* [What you need to do]
Reproduce the records in full. Alter nothing.

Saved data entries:
__________________________________________________

/// Session token
///
/// A secondary opaque credential. A developer holds at most one live token;
/// revoked tokens stay behind as tombstones, so the 1:1 rule applies to live
/// rows only. The value is 32 random bytes, hex encoded (see
/// [`generate_session_token`](crate::auth::credentials::generate_session_token)).

use chrono::{DateTime, Utc};
use serde::{Deserialize, Serialize};
use uuid::Uuid;

use super::view::Render;
use super::EntityKind;
use crate::db::record::{ColumnValue, Record};

#[derive(Debug, Clone, PartialEq, Serialize, Deserialize, sqlx::FromRow)]
pub struct Token {
    pub id: Uuid,
    pub developer_id: Uuid,
    pub token: String,
    pub created_at: DateTime<Utc>,
    pub updated_at: DateTime<Utc>,
    pub deleted_at: Option<DateTime<Utc>>,
}

impl Token {
    pub fn new(developer_id: Uuid, token: String) -> Self {
        let now = Utc::now();
        Self {
            id: Uuid::new_v4(),
            developer_id,
            token,
            created_at: now,
            updated_at: now,
            deleted_at: None,
        }
    }
}

impl Record for Token {
    const KIND: EntityKind = EntityKind::Token;
    const TABLE: &'static str = "tokens";
    const UNIQUE: &'static [&'static [&'static str]] = &[&["token"]];

    fn id(&self) -> Uuid {
        self.id
    }

    crate::db::record::record_timestamps!();

    fn columns(&self) -> Vec<(&'static str, ColumnValue)> {
        vec![
            ("id", self.id.into()),
            ("developer_id", self.developer_id.into()),
            ("token", self.token.clone().into()),
            ("created_at", self.created_at.into()),
            ("updated_at", self.updated_at.into()),
            ("deleted_at", self.deleted_at.into()),
        ]
    }
}

#[derive(Debug, Clone, Serialize)]
pub struct TokenAdminView {
    pub id: Uuid,
    pub developer_id: Uuid,
    pub token: String,
    pub created_at: DateTime<Utc>,
    pub updated_at: DateTime<Utc>,
    pub deleted_at: Option<DateTime<Utc>>,
}

#[derive(Debug, Clone, Serialize)]
pub struct TokenPublicView {
    pub id: Uuid,
    pub developer_id: Uuid,
    pub created_at: DateTime<Utc>,
}

impl Render for Token {
    type Admin = TokenAdminView;
    type Public = TokenPublicView;

    fn admin_view(&self) -> TokenAdminView {
        TokenAdminView {
            id: self.id,
            developer_id: self.developer_id,
            token: self.token.clone(),
            created_at: self.created_at,
            updated_at: self.updated_at,
            deleted_at: self.deleted_at,
        }
    }

    fn public_view(&self) -> TokenPublicView {
        TokenPublicView {
            id: self.id,
            developer_id: self.developer_id,
            created_at: self.created_at,
        }
    }
}
#[tokio::test]
async fn test_authorize_answers_forbidden() {
    let ctx = TestContext::new().await.unwrap();

    let (_, body) = ctx
        .call(
            "POST",
            "/v1/users",
            Some(json!({ "email": "ada@example.com", "password": "correct horse" })),
        )
        .await;
    let user = body["user"]["id"].as_str().unwrap().to_string();
    let authorize_uri = format!("/v1/users/{}/authorize/manage_orgs", user);

    let (status, body) = ctx.call("GET", &authorize_uri, None).await;
    assert_eq!(status, StatusCode::FORBIDDEN);
    assert_eq!(body["success"], false);
    assert_eq!(body["message"], "Missing permission: manage_orgs");

    let (_, body) = ctx
        .call("POST", "/v1/roles", Some(json!({ "name": "admin" })))
        .await;
    let role = body["role"]["id"].as_str().unwrap().to_string();
    let (_, body) = ctx
        .call("POST", "/v1/permissions", Some(json!({ "name": "manage_orgs" })))
        .await;
    let permission = body["permission"]["id"].as_str().unwrap().to_string();
    ctx.call(
        "POST",
        &format!("/v1/roles/{}/permissions", role),
        Some(json!({ "permission_id": permission })),
    )
    .await;
    ctx.call(
        "POST",
        &format!("/v1/users/{}/roles", user),
        Some(json!({ "role_id": role })),
    )
    .await;

    let (status, body) = ctx.call("GET", &authorize_uri, None).await;
    assert_eq!(status, StatusCode::OK);
    assert_eq!(body["success"], true);
    assert_eq!(body["message"], "Permission granted");

    // Unknown user stays 404, not 403
    let (status, _) = ctx
        .call("GET", &format!("/v1/users/{}/authorize/manage_orgs", Uuid::new_v4()), None)
        .await;
    assert_eq!(status, StatusCode::NOT_FOUND);
}
use std::collections::{BTreeMap, BTreeSet};

use indexmap::IndexMap;

/// Per-file compilation state: a counter-based name source and the usage
/// flags the preamble is built from.
#[derive(Debug, Clone, Default)]
pub struct Context {
    next_name: usize,
    usage: Usage,
}

/// Which optional imports the generated body referenced.
#[derive(Debug, Clone, Default, PartialEq, Eq)]
pub struct Usage {
    /// `Runtime.*` helpers.
    pub runtime: bool,
    /// The namespaced `./types` module.
    pub types: bool,
    /// The query-string library used by form bodies.
    pub query_string: bool,
    /// Module → symbols pulled in by string formats.
    pub imports: BTreeMap<String, BTreeSet<String>>,
}

impl Context {
    pub fn new() -> Self {
        Self::default()
    }

    /// A local name that does not collide with any other name minted by this
    /// context: `value_0`, `value_1`, ...
    pub fn fresh(&mut self, hint: &str) -> String {
        let name = format!("{hint}_{}", self.next_name);
        self.next_name += 1;
        name
    }

    pub fn usage(&self) -> &Usage {
        &self.usage
    }

    pub fn use_runtime(&mut self) {
        self.usage.runtime = true;
    }

    pub fn use_types(&mut self) {
        self.usage.types = true;
    }

    pub fn use_query_string(&mut self) {
        self.usage.query_string = true;
    }

    pub fn use_imports(&mut self, imports: &IndexMap<String, Vec<String>>) {
        for (module, symbols) in imports {
            self.usage
                .imports
                .entry(module.clone())
                .or_default()
                .extend(symbols.iter().cloned());
        }
    }

    /// A throwaway copy for probing whether something would generate code.
    pub fn scratch(&self) -> Context {
        self.clone()
    }
}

__________________________________________________

* [Reply]
/// Session token
///
/// A secondary opaque credential. A developer holds at most one live token;
/// revoked tokens stay behind as tombstones, so the 1:1 rule applies to live
/// rows only. The value is 32 random bytes, hex encoded (see
/// [`generate_session_token`](crate::auth::credentials::generate_session_token)).

use chrono::{DateTime, Utc};
use serde::{Deserialize, Serialize};
use uuid::Uuid;

use super::view::Render;
use super::EntityKind;
use crate::db::record::{ColumnValue, Record};

#[derive(Debug, Clone, PartialEq, Serialize, Deserialize, sqlx::FromRow)]
pub struct Token {
    pub id: Uuid,
    pub developer_id: Uuid,
    pub token: String,
    pub created_at: DateTime<Utc>,
    pub updated_at: DateTime<Utc>,
    pub deleted_at: Option<DateTime<Utc>>,
}

impl Token {
    pub fn new(developer_id: Uuid, token: String) -> Self {
        let now = Utc::now();
        Self {
            id: Uuid::new_v4(),
            developer_id,
            token,
            created_at: now,
            updated_at: now,
            deleted_at: None,
        }
    }
}

impl Record for Token {
    const KIND: EntityKind = EntityKind::Token;
    const TABLE: &'static str = "tokens";
    const UNIQUE: &'static [&'static [&'static str]] = &[&["token"]];

    fn id(&self) -> Uuid {
        self.id
    }

    crate::db::record::record_timestamps!();

    fn columns(&self) -> Vec<(&'static str, ColumnValue)> {
        vec![
            ("id", self.id.into()),
            ("developer_id", self.developer_id.into()),
            ("token", self.token.clone().into()),
            ("created_at", self.created_at.into()),
            ("updated_at", self.updated_at.into()),
            ("deleted_at", self.deleted_at.into()),
        ]
    }
}

#[derive(Debug, Clone, Serialize)]
pub struct TokenAdminView {
    pub id: Uuid,
    pub developer_id: Uuid,
    pub token: String,
    pub created_at: DateTime<Utc>,
    pub updated_at: DateTime<Utc>,
    pub deleted_at: Option<DateTime<Utc>>,
}

#[derive(Debug, Clone, Serialize)]
pub struct TokenPublicView {
    pub id: Uuid,
    pub developer_id: Uuid,
    pub created_at: DateTime<Utc>,
}

impl Render for Token {
    type Admin = TokenAdminView;
    type Public = TokenPublicView;

    fn admin_view(&self) -> TokenAdminView {
        TokenAdminView {
            id: self.id,
            developer_id: self.developer_id,
            token: self.token.clone(),
            created_at: self.created_at,
            updated_at: self.updated_at,
            deleted_at: self.deleted_at,
        }
    }

    fn public_view(&self) -> TokenPublicView {
        TokenPublicView {
            id: self.id,
            developer_id: self.developer_id,
            created_at: self.created_at,
        }
    }
}
#[tokio::test]
async fn test_authorize_answers_forbidden() {
    let ctx = TestContext::new().await.unwrap();

    let (_, body) = ctx
        .call(
            "POST",
            "/v1/users",
            Some(json!({ "email": "ada@example.com", "password": "correct horse" })),
        )
        .await;
    let user = body["user"]["id"].as_str().unwrap().to_string();
    let authorize_uri = format!("/v1/users/{}/authorize/manage_orgs", user);

    let (status, body) = ctx.call("GET", &authorize_uri, None).await;
    assert_eq!(status, StatusCode::FORBIDDEN);
    assert_eq!(body["success"], false);
    assert_eq!(body["message"], "Missing permission: manage_orgs");

    let (_, body) = ctx
        .call("POST", "/v1/roles", Some(json!({ "name": "admin" })))
        .await;
    let role = body["role"]["id"].as_str().unwrap().to_string();
    let (_, body) = ctx
        .call("POST", "/v1/permissions", Some(json!({ "name": "manage_orgs" })))
        .await;
    let permission = body["permission"]["id"].as_str().unwrap().to_string();
    ctx.call(
        "POST",
        &format!("/v1/roles/{}/permissions", role),
        Some(json!({ "permission_id": permission })),
    )
    .await;
    ctx.call(
        "POST",
        &format!("/v1/users/{}/roles", user),
        Some(json!({ "role_id": role })),
    )
    .await;

    let (status, body) = ctx.call("GET", &authorize_uri, None).await;
    assert_eq!(status, StatusCode::OK);
    assert_eq!(body["success"], true);
    assert_eq!(body["message"], "Permission granted");

    // Unknown user stays 404, not 403
    let (status, _) = ctx
        .call("GET", &format!("/v1/users/{}/authorize/manage_orgs", Uuid::new_v4()), None)
        .await;
    assert_eq!(status, StatusCode::NOT_FOUND);
}
use std::collections::{BTreeMap, BTreeSet};

use indexmap::IndexMap;

/// Per-file compilation state: a counter-based name source and the usage
/// flags the preamble is built from.
#[derive(Debug, Clone, Default)]
pub struct Context {
    next_name: usize,
    usage: Usage,
}

/// Which optional imports the generated body referenced.
#[derive(Debug, Clone, Default, PartialEq, Eq)]
pub struct Usage {
    /// `Runtime.*` helpers.
    pub runtime: bool,
    /// The namespaced `./types` module.
    pub types: bool,
    /// The query-string library used by form bodies.
    pub query_string: bool,
    /// Module → symbols pulled in by string formats.
    pub imports: BTreeMap<String, BTreeSet<String>>,
}

impl Context {
    pub fn new() -> Self {
        Self::default()
    }

    /// A local name that does not collide with any other name minted by this
    /// context: `value_0`, `value_1`, ...
    pub fn fresh(&mut self, hint: &str) -> String {
        let name = format!("{hint}_{}", self.next_name);
        self.next_name += 1;
        name
    }

    pub fn usage(&self) -> &Usage {
        &self.usage
    }

    pub fn use_runtime(&mut self) {
        self.usage.runtime = true;
    }

    pub fn use_types(&mut self) {
        self.usage.types = true;
    }

    pub fn use_query_string(&mut self) {
        self.usage.query_string = true;
    }

    pub fn use_imports(&mut self, imports: &IndexMap<String, Vec<String>>) {
        for (module, symbols) in imports {
            self.usage
                .imports
                .entry(module.clone())
                .or_default()
                .extend(symbols.iter().cloned());
        }
    }

    /// A throwaway copy for probing whether something would generate code.
    pub fn scratch(&self) -> Context {
        self.clone()
    }
}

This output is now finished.